ANARCI (Python/HMMER) IgNition
Throughput (single core) ~4 seq/s >50,000 seq/s
Language Python + HMMER Rust
Output amino-acid level nucleotide level
Parallelism external (shell) built-in (Rayon)

Installation

pip install iggnition

Pre-compiled wheels are available for Linux (x86_64, aarch64), macOS (Apple Silicon + Intel), and Windows.


Quick Start

Single sequence

import iggnition

df = iggnition.run(
    nt_seq="CAGGTGCAGCTGGTGCAGTCTGGAGCT...",
    aa_seq="QVQLVQSGAE...",
)
print(df)
# shape: (447, 7)  ← 149 Aho positions × 3 nucleotides for a heavy chain
# ┌─────────────┬───────┬─────────────┬──────────────┬────────────────┬────────────┬───────────┐
# │ sequence_id ┆ chain ┆ nt_position ┆ aho_position ┆ codon_position ┆ nucleotide ┆ amino_acid│
# │ u32         ┆ str   ┆ u32         ┆ u32          ┆ u32            ┆ str        ┆ str       │

AIRR-format DataFrame (single chain)

import polars as pl
import iggnition

df = pl.read_csv("airr_table.tsv", separator="\t")

results, errors = iggnition.run(
    df,
    nt_col="sequence",
    aa_col="sequence_aa",
    locus_col="locus",   # e.g. "IGH", "IGK", "IGL"
)

Paired heavy + light (PairPlex-style)

results, errors = iggnition.run(
    df,
    paired=True,
    nt_col_heavy="sequence:0",
    aa_col_heavy="sequence_aa:0",
    nt_col_light="sequence:1",
    aa_col_light="sequence_aa:1",
)

File paths

# FASTA → DataFrame
results, errors = iggnition.run("input.fasta")

# Parquet → Parquet
iggnition.run("input.parquet", output="numbered.parquet")

# TSV → TSV
iggnition.run("input.tsv", output="numbered.tsv")

Output Formats

iggnition.run(df) returns a (results, errors) tuple for batch input.

Per-nucleotide (default)

One row per nucleotide position — the most detailed output:

results, errors = iggnition.run(df)
# shape: (n_sequences × 447, 7) for heavy chains
# columns: sequence_id, chain, nt_position, aho_position, codon_position, nucleotide, amino_acid
Column Type Description
sequence_id u32 Row index from input
chain str H, K, or L
nt_position u32 Absolute nucleotide position (1-based)
aho_position u32 Aho amino acid position (1-based)
codon_position u32 Position within codon (1, 2, or 3)
nucleotide str A/T/G/C or - for gaps
amino_acid str Single-letter AA or - for gaps

Per-codon

One row per Aho position:

results, errors = iggnition.run(df, per_codon=True)
# columns: sequence_id, chain, aho_position, codon, amino_acid

Wide format — recommended for AI/ML

Wide format is the natural input shape for machine learning models: each sequence becomes a single fixed-length row with one column per nucleotide position (H1H447 for heavy chains, L1L444 for light chains). Both Kappa and Lambda light chains use the L prefix.

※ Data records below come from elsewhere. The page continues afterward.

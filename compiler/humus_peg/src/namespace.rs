//! Named rules, forward references and semantic transforms.
//!
//! A [`Namespace`] goes through two phases. While it is open, rules may be
//! looked up before they exist, defined in any order and given transforms.
//! The first match request reaching any of its rules seals it; from then on
//! `define` and `transform` are rejected with [`GrammarError::Sealed`].
//!
//! ```text
//! let mut ns = Namespace::new();
//! ns.define("list", sequence([terminal('['), ns.lookup("items"), terminal(']')]))?;
//! ns.define("items", zero_or_more(ns.lookup("list")))?;
//! ```
//!
//! The namespace owns its rules. Patterns returned by [`Namespace::lookup`]
//! hold weak references, so recursive grammars form no reference cycles;
//! keep the namespace alive for as long as its patterns are matched.

use std::cell::{Cell, OnceCell, RefCell};
use std::fmt;
use std::rc::{Rc, Weak};

use rustc_hash::FxHashMap;
use tracing::{debug, trace};

use crate::actor::{Actor, EventLoop};
use crate::combinator::{Combinator, Pattern};
use crate::cursor::Span;
use crate::error::{GrammarError, TransformError};
use crate::protocol::{Failure, Request, Success};
use crate::value::MatchValue;

/// Rewrites the raw value of a successful rule match.
///
/// Receives the rule name, the raw value and the consumed span.
pub type TransformFn<V> = dyn Fn(&str, V, &Span) -> Result<V, TransformError>;

struct RuleSlot<V: 'static> {
    name: Rc<str>,
    body: OnceCell<Pattern<V>>,
    transform: RefCell<Option<Rc<TransformFn<V>>>>,
    sealed: Rc<Cell<bool>>,
}

/// Reference from a pattern to a namespace rule, resolved at match time.
pub struct RuleRef<V: 'static> {
    name: Rc<str>,
    slot: Weak<RuleSlot<V>>,
}

impl<V: 'static> RuleRef<V> {
    pub fn name(&self) -> &str {
        &self.name
    }
}

impl<V: MatchValue> RuleRef<V> {
    pub(crate) fn dispatch(&self, sponsor: &mut EventLoop, request: Request<V>) {
        let Some(slot) = self.slot.upgrade() else {
            sponsor.halt(GrammarError::Detached(self.name.to_string()));
            return;
        };
        slot.sealed.set(true);
        let Some(body) = slot.body.get() else {
            sponsor.halt(GrammarError::Undefined(self.name.to_string()));
            return;
        };
        trace!(rule = %self.name, at = %request.input.position(), "match");

        let Request { input, ok, fail } = request;
        let name = Rc::clone(&self.name);
        let fail = Actor::from_fn(move |sponsor: &mut EventLoop, failure: Failure<V>| {
            trace!(rule = %name, furthest = %failure.furthest.position(), "fail");
            sponsor.send(&fail, failure.relabel(&name));
        });
        let ok = match slot.transform.borrow().clone() {
            None => ok,
            Some(transform) => {
                let name = Rc::clone(&self.name);
                Actor::from_fn(move |sponsor: &mut EventLoop, success: Success<V>| {
                    let span = success.span();
                    let Success { start, end, value } = success;
                    match transform(&name, value, &span) {
                        Ok(value) => sponsor.send(&ok, Success { start, end, value }),
                        Err(source) => sponsor.halt(GrammarError::Transform {
                            rule: name.to_string(),
                            source,
                        }),
                    }
                })
            }
        };
        body.send(sponsor, Request::new(input, ok, fail));
    }
}

/// Registry of named rules.
pub struct Namespace<V: 'static> {
    rules: RefCell<FxHashMap<Rc<str>, Rc<RuleSlot<V>>>>,
    sealed: Rc<Cell<bool>>,
}

impl<V: MatchValue> Namespace<V> {
    pub fn new() -> Self {
        Namespace {
            rules: RefCell::new(FxHashMap::default()),
            sealed: Rc::new(Cell::new(false)),
        }
    }

    fn slot(&self, name: &str) -> Rc<RuleSlot<V>> {
        let mut rules = self.rules.borrow_mut();
        if let Some(slot) = rules.get(name) {
            return Rc::clone(slot);
        }
        let name: Rc<str> = Rc::from(name);
        let slot = Rc::new(RuleSlot {
            name: Rc::clone(&name),
            body: OnceCell::new(),
            transform: RefCell::new(None),
            sealed: Rc::clone(&self.sealed),
        });
        rules.insert(name, Rc::clone(&slot));
        slot
    }

    fn check_open(&self, name: &str, action: &'static str) -> Result<(), GrammarError> {
        if self.sealed.get() {
            return Err(GrammarError::Sealed {
                name: name.to_owned(),
                action,
            });
        }
        Ok(())
    }

    /// Pattern that matches the rule `name`, whether or not it has been
    /// defined yet.
    pub fn lookup(&self, name: &str) -> Pattern<V> {
        let slot = self.slot(name);
        Pattern::new(Combinator::Rule(RuleRef {
            name: Rc::clone(&slot.name),
            slot: Rc::downgrade(&slot),
        }))
    }

    /// Alias of [`lookup`](Self::lookup) that reads better inside grammar
    /// tables.
    pub fn call(&self, name: &str) -> Pattern<V> {
        self.lookup(name)
    }

    /// Give the rule `name` its body. Returns a pattern referencing the rule.
    pub fn define(&mut self, name: &str, body: Pattern<V>) -> Result<Pattern<V>, GrammarError> {
        self.check_open(name, "define")?;
        let slot = self.slot(name);
        if slot.body.set(body).is_err() {
            return Err(GrammarError::Redefined(name.to_owned()));
        }
        trace!(rule = name, "defined");
        Ok(self.lookup(name))
    }

    /// Attach `transform` to the rule `name`, replacing any earlier one.
    ///
    /// The rule need not be defined yet.
    pub fn transform<F>(&mut self, name: &str, transform: F) -> Result<(), GrammarError>
    where
        F: Fn(&str, V, &Span) -> Result<V, TransformError> + 'static,
    {
        self.check_open(name, "transform")?;
        let slot = self.slot(name);
        *slot.transform.borrow_mut() = Some(Rc::new(transform));
        Ok(())
    }

    /// End the definition phase, reporting rules that were referenced but
    /// never defined. The namespace stays sealed even when this fails.
    pub fn seal(&self) -> Result<(), GrammarError> {
        self.sealed.set(true);
        let rules = self.rules.borrow();
        let mut missing: Vec<String> = rules
            .values()
            .filter(|slot| slot.body.get().is_none())
            .map(|slot| slot.name.to_string())
            .collect();
        debug!(rules = rules.len(), unresolved = missing.len(), "namespace sealed");
        if missing.is_empty() {
            return Ok(());
        }
        missing.sort_unstable();
        Err(GrammarError::Unresolved(missing))
    }

    pub fn is_sealed(&self) -> bool {
        self.sealed.get()
    }

    /// Returns `true` if `name` has a body.
    pub fn contains(&self, name: &str) -> bool {
        self.rules
            .borrow()
            .get(name)
            .is_some_and(|slot| slot.body.get().is_some())
    }

    /// Names of all defined rules, sorted.
    pub fn names(&self) -> Vec<String> {
        let mut names: Vec<String> = self
            .rules
            .borrow()
            .values()
            .filter(|slot| slot.body.get().is_some())
            .map(|slot| slot.name.to_string())
            .collect();
        names.sort_unstable();
        names
    }
}

impl<V: MatchValue> Default for Namespace<V> {
    fn default() -> Self {
        Self::new()
    }
}

impl<V: 'static> fmt::Debug for Namespace<V> {
    fn fmt(&self, f: &mut fmt::Formatter<'_>) -> fmt::Result {
        f.debug_struct("Namespace")
            .field("rules", &self.rules.borrow().len())
            .field("sealed", &self.sealed.get())
            .finish()
    }
}

#[cfg(test)]
mod tests;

results, errors = iggnition.run(df, wide=True)

Output shape: (n_sequences, 1 + 447 + 444) for paired heavy + light, with columns:

seq_name | H1 | H2 | … | H447 | L1 | L2 | … | L444

The first column is always seq_name. If you supply name_col, it takes the values from that column; otherwise it contains the integer row index.

Human-readable vs numeric encoding

By default (human_readable=True) nucleotide positions are stored as single-character strings — what you would expect:

results, errors = iggnition.run(df, wide=True)
# H1 column: "C", "A", "G", "-", ...  (pl.Utf8)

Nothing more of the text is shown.